What the task asks:
For this exercise, restate word for word only the lines from the first line of the data to the line containing "impl<T: DeserializeOwned + 'static> FromRequest for CleanJson<T>".

Dataset records:
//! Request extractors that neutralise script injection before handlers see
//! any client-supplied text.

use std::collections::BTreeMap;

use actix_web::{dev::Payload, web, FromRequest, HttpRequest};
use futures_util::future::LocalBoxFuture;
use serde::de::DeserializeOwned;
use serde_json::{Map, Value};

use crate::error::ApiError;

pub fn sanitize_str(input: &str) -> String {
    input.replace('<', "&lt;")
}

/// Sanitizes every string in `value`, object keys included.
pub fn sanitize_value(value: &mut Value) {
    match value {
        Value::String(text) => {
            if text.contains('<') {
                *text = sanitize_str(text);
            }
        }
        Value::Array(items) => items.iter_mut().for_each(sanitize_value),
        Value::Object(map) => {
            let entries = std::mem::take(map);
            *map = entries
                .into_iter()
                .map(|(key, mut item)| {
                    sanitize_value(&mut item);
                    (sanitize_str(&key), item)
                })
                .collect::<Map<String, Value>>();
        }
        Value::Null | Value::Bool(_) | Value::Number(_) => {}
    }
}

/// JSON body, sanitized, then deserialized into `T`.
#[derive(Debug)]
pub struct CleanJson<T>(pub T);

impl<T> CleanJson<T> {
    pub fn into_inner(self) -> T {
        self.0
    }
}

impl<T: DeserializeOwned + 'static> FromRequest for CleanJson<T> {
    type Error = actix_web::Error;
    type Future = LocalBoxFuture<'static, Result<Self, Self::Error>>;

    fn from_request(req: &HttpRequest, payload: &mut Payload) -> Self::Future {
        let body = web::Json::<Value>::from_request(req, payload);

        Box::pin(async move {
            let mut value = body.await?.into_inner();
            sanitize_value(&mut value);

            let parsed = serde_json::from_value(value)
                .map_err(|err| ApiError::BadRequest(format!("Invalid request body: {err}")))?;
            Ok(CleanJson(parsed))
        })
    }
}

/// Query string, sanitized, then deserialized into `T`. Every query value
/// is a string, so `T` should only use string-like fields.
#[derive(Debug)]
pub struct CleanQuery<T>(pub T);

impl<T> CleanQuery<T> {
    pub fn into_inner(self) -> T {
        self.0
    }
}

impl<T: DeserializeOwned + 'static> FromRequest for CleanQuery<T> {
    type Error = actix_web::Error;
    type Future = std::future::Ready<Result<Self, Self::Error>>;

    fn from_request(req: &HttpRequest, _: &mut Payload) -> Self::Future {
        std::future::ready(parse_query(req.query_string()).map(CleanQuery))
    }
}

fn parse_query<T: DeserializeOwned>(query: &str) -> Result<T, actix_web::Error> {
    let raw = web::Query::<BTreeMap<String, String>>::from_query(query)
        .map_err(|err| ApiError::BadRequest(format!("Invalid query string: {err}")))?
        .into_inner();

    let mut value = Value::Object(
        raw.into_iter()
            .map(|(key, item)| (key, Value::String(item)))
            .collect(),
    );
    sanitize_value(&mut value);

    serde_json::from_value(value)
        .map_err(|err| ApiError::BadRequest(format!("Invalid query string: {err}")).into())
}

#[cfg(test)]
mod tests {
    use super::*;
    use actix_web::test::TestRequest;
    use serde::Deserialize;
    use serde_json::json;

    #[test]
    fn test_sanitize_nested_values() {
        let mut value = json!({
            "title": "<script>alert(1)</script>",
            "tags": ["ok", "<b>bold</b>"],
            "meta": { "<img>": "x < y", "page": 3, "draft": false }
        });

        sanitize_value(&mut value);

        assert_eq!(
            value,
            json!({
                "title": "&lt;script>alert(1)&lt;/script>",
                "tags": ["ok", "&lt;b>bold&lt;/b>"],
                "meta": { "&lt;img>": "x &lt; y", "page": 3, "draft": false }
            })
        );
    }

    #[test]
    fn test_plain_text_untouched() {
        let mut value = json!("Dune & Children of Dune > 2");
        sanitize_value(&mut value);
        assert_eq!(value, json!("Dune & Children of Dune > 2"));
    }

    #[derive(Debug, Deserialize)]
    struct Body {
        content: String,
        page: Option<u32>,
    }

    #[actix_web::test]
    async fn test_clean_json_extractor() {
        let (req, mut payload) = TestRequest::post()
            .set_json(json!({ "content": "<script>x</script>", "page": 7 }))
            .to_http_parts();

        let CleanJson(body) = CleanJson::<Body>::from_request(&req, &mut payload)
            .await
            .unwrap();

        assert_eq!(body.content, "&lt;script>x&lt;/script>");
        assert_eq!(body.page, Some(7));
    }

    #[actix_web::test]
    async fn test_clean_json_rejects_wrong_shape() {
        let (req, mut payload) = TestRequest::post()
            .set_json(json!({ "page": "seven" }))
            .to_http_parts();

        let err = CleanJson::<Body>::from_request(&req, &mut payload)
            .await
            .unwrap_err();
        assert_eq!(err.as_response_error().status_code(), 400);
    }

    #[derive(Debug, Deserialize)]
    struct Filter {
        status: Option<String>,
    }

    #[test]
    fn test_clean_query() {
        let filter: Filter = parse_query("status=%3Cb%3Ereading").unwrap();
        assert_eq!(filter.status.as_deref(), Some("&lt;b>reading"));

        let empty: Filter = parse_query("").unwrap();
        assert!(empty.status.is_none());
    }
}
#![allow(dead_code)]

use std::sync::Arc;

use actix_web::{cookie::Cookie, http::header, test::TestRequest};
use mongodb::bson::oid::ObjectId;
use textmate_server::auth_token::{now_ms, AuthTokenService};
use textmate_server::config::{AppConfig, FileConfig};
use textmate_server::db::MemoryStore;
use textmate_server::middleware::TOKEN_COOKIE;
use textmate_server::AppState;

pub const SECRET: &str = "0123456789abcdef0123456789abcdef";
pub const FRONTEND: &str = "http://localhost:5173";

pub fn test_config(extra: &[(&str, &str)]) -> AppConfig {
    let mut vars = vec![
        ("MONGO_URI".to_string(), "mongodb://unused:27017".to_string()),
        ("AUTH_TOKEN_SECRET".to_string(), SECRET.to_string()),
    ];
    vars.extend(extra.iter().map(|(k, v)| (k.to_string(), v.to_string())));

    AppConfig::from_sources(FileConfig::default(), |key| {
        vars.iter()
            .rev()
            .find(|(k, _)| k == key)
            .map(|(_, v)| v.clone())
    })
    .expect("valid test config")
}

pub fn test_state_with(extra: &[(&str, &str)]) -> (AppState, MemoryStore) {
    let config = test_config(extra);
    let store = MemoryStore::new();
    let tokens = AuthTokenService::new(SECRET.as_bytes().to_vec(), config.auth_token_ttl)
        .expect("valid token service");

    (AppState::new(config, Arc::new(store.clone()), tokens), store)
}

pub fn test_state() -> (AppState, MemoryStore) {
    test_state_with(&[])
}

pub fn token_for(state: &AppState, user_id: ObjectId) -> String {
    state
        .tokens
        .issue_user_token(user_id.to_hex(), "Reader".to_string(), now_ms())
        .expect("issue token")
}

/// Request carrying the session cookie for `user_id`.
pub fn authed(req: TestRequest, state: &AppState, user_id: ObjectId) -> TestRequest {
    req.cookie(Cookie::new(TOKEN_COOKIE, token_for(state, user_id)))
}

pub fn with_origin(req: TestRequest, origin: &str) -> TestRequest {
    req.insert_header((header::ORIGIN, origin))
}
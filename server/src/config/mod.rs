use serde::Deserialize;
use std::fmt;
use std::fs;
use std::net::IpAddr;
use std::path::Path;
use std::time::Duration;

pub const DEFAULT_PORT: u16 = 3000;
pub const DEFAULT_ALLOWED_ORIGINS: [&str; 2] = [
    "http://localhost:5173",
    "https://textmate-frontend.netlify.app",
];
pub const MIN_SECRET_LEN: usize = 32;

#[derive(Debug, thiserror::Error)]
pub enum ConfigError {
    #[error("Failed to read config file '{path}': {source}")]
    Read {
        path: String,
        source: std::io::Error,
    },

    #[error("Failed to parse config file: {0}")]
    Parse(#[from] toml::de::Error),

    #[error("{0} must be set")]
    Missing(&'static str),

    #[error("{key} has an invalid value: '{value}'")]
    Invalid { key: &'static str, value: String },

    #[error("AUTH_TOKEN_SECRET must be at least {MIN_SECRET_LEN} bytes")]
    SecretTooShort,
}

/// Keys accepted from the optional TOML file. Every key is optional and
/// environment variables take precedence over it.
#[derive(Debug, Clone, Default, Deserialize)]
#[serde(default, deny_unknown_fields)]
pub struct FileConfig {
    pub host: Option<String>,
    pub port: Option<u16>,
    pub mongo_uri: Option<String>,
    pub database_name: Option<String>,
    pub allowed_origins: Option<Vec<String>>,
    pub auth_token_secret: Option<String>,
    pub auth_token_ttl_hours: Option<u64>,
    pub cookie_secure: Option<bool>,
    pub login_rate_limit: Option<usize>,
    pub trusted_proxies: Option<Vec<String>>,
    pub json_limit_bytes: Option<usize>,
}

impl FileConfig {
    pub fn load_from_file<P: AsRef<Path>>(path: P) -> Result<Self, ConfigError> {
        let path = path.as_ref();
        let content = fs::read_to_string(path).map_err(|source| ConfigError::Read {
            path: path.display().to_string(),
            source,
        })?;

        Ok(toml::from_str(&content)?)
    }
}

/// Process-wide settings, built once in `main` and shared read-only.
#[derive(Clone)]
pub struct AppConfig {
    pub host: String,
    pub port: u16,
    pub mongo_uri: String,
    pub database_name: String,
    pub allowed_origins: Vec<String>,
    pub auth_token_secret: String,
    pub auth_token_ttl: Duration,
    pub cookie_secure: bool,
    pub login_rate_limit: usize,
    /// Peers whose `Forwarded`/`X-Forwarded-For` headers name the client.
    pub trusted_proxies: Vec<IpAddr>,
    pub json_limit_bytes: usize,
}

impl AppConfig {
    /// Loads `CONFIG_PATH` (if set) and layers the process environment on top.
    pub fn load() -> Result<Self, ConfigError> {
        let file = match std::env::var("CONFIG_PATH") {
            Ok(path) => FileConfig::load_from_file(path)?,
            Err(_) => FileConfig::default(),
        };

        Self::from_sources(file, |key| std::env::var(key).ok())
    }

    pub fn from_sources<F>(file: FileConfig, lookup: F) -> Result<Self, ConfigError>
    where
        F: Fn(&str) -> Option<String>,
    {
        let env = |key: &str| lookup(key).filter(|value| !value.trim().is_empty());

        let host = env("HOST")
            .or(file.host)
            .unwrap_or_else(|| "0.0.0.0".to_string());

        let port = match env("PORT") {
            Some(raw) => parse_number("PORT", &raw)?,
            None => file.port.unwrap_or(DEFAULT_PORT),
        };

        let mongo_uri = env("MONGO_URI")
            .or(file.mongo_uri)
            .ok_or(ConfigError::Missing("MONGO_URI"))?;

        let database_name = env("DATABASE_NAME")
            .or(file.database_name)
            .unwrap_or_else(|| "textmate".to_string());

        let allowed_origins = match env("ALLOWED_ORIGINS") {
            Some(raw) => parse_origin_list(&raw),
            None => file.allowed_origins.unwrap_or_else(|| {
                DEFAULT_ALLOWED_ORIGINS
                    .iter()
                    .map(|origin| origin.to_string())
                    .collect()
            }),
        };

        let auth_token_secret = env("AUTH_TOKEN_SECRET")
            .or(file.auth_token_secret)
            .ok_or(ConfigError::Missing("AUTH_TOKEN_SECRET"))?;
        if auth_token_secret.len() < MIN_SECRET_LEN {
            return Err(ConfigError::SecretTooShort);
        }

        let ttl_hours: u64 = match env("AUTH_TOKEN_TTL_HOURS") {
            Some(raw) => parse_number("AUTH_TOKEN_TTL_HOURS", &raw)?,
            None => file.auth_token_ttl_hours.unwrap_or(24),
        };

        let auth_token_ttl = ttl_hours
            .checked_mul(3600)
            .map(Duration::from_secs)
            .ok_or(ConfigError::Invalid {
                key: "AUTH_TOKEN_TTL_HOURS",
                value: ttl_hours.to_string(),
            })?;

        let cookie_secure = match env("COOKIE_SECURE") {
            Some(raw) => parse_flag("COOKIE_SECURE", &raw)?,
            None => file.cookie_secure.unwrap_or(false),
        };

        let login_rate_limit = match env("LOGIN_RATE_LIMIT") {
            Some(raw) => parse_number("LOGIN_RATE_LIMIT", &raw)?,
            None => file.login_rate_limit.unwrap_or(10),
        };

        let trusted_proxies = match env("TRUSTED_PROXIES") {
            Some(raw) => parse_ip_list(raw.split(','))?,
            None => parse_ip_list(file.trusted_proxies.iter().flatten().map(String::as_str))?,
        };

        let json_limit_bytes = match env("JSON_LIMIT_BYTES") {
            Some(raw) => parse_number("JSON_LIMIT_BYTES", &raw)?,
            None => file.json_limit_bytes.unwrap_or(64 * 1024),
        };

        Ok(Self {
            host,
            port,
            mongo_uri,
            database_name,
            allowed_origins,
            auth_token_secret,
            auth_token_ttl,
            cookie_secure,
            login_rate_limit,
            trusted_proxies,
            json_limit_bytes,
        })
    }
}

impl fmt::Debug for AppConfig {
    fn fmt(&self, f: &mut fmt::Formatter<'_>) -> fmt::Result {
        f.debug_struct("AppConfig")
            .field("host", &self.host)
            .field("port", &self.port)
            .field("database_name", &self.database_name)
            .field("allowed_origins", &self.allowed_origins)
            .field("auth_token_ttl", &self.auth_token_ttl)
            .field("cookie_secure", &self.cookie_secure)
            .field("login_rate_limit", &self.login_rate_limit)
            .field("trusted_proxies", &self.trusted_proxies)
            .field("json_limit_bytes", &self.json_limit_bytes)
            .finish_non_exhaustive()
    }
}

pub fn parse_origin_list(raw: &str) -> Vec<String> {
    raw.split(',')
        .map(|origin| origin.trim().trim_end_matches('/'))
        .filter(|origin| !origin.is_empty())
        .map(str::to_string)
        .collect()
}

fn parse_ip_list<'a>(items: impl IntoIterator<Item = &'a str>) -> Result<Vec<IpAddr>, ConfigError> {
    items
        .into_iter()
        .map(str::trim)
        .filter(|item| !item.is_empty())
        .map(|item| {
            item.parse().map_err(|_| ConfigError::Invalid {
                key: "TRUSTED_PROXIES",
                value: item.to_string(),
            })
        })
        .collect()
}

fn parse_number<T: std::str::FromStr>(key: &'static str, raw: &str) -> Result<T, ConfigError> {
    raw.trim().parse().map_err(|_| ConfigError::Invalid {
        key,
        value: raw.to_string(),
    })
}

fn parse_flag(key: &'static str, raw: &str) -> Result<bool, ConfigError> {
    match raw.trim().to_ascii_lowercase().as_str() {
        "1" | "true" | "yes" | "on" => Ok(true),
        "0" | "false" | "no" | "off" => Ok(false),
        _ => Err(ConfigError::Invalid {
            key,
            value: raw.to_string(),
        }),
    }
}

Solution to this exercise:
//! Request extractors that neutralise script injection before handlers see
//! any client-supplied text.

use std::collections::BTreeMap;

use actix_web::{dev::Payload, web, FromRequest, HttpRequest};
use futures_util::future::LocalBoxFuture;
use serde::de::DeserializeOwned;
use serde_json::{Map, Value};

use crate::error::ApiError;

pub fn sanitize_str(input: &str) -> String {
    input.replace('<', "&lt;")
}

/// Sanitizes every string in `value`, object keys included.
pub fn sanitize_value(value: &mut Value) {
    match value {
        Value::String(text) => {
            if text.contains('<') {
                *text = sanitize_str(text);
            }
        }
        Value::Array(items) => items.iter_mut().for_each(sanitize_value),
        Value::Object(map) => {
            let entries = std::mem::take(map);
            *map = entries
                .into_iter()
                .map(|(key, mut item)| {
                    sanitize_value(&mut item);
                    (sanitize_str(&key), item)
                })
                .collect::<Map<String, Value>>();
        }
        Value::Null | Value::Bool(_) | Value::Number(_) => {}
    }
}

/// JSON body, sanitized, then deserialized into `T`.
#[derive(Debug)]
pub struct CleanJson<T>(pub T);

impl<T> CleanJson<T> {
    pub fn into_inner(self) -> T {
        self.0
    }
}

impl<T: DeserializeOwned + 'static> FromRequest for CleanJson<T> {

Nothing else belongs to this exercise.